Task material:
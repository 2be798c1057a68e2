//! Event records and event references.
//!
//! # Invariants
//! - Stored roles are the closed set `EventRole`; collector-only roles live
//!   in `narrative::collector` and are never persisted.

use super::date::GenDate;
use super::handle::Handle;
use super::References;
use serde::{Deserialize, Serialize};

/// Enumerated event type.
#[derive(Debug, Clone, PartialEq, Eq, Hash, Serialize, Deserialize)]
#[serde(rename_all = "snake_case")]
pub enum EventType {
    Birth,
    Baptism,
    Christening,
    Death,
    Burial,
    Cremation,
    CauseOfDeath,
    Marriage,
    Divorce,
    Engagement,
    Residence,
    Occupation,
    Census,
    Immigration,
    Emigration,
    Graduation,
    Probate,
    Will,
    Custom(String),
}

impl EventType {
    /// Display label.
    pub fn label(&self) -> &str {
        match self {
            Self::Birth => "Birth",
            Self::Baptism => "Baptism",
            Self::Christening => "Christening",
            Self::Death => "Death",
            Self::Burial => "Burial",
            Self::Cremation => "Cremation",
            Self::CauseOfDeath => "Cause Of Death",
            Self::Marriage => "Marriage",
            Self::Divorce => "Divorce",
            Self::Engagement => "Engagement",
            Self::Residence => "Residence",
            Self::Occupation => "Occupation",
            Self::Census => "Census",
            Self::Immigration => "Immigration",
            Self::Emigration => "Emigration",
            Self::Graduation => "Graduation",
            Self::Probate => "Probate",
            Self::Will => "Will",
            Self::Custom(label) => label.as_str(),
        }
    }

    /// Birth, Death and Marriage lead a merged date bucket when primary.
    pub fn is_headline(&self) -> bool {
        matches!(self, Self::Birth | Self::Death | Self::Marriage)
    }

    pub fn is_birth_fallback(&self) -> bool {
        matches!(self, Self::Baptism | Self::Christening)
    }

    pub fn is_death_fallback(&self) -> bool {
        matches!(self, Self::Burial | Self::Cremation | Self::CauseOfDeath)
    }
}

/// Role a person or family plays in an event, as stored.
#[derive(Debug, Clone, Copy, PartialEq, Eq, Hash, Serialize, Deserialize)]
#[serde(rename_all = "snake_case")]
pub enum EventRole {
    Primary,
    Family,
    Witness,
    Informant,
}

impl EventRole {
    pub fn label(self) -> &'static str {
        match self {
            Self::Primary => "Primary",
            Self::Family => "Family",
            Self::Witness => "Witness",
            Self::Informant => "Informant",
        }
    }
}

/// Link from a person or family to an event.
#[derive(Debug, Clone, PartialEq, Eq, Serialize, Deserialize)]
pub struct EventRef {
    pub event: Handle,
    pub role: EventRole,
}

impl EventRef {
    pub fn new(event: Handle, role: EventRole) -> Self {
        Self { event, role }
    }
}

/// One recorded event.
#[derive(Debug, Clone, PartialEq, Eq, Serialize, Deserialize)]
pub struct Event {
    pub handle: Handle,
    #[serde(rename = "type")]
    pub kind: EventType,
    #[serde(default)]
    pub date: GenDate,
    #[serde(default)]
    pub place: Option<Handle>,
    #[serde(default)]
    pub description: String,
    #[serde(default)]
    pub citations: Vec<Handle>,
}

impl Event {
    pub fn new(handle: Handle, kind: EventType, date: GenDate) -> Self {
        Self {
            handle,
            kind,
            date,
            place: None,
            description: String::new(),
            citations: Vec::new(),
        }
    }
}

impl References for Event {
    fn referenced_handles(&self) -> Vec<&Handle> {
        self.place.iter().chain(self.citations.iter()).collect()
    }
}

What the task requires: In the records above, which lines hold the string "Informant"? Copy each one.

Expected answer:
    Informant,
            Self::Informant => "Informant",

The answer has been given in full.